High plasma immunoreactive endothelin levels in patients with Chagas’ cardiomyopathy

Abstract

Chagas’disease is a major cause of morbidity and death in South America,1 where a great proportion of seropositive patients with chronic infection by Trypanosoma cruzi (T. cruzi) develop dilated cardiomyopathy, whose pathophysiology remains elusive. Because T. cruzi is seldom isolated from blood or tissue of chronically infected patients, several pathophysiologic mechanisms other than direct myocardial aggression by the parasite have been proposed.2,3 One of these focuses on the frequent coronary microvascular alterations found in patients with Chagas’ cardiomyopathy, which may lead to myocardial damage and dysfunction through different mechanisms, including myocardial ischemia.
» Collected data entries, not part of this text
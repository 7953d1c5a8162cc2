//! Locale-tolerant price parsing and kilogram to gram conversion.

use std::str::FromStr;
use std::sync::LazyLock;

use nscat_core::Amount;
use regex::Regex;
use rust_decimal::prelude::ToPrimitive;
use rust_decimal::{Decimal, RoundingStrategy};
use serde_json::Value;

/// A point followed by exactly three digits and a word boundary is a
/// thousands separator.
static THOUSANDS_POINT: LazyLock<Regex> =
    LazyLock::new(|| Regex::new(r"\.(\d{3})\b").expect("valid thousands-separator regex"));

/// Normalizes a wholesale price cell.
///
/// Spaces (including non-breaking ones) are removed. When the value has a
/// comma and no point, the comma is the decimal separator. Otherwise points
/// followed by a three-digit group are dropped as thousands separators and
/// any remaining comma becomes the decimal point. Values that still do not
/// parse are kept as text. Blank input yields `None`.
#[must_use]
pub fn normalize_wholesale(raw: &str) -> Option<Amount> {
    let compact: String = raw
        .trim()
        .chars()
        .filter(|c| *c != ' ' && *c != '\u{00A0}')
        .collect();
    if compact.is_empty() {
        return None;
    }

    let normalized = if compact.contains(',') && !compact.contains('.') {
        compact.replace(',', ".")
    } else {
        THOUSANDS_POINT
            .replace_all(&compact, "$1")
            .replace(',', ".")
    };

    Some(match parse_decimal(&normalized) {
        Some(d) => Amount::Decimal(d),
        None => Amount::Text(normalized),
    })
}

/// Converts a kilogram weight to whole grams, rounding half away from zero.
///
/// The value is read from its textual form so that `0.0005` is exactly half
/// a gram (and rounds to `1`). Non-numeric values yield `None`.
#[must_use]
pub fn kg_to_grams(kg: &Value) -> Option<i64> {
    let kg = match kg {
        Value::Number(n) => parse_decimal(&n.to_string())?,
        Value::String(s) => parse_decimal(s.trim())?,
        _ => return None,
    };
    let grams = kg
        .checked_mul(Decimal::ONE_THOUSAND)?
        .round_dp_with_strategy(0, RoundingStrategy::MidpointAwayFromZero);
    grams.to_i64()
}

fn parse_decimal(text: &str) -> Option<Decimal> {
    if text.is_empty() {
        return None;
    }
    Decimal::from_str(text)
        .or_else(|_| Decimal::from_scientific(text))
        .ok()
}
This “microvascular hypothesis” has received strong support from experimental4,5 and clinical observations.6,7 Plasma endothelin-1, a powerful vasoconstrictor peptide, has been found to be elevated in a number of cardiac conditions associated with endothelial injury and dysfunction.8,9 Wittner et al10 recently reported that human endothelial cells infected with T. cruzi release endothelin-1, suggesting a role for endothelins in the genesis of microvascular dysfunction as observed in patients with Chagas’cardiomyopathy. In the present study, we sought to assess the relation between plasma endothelin-1 levels and Chagas’cardiomyopathy in a group of patients with positive serology for chronic T. cruzi infection.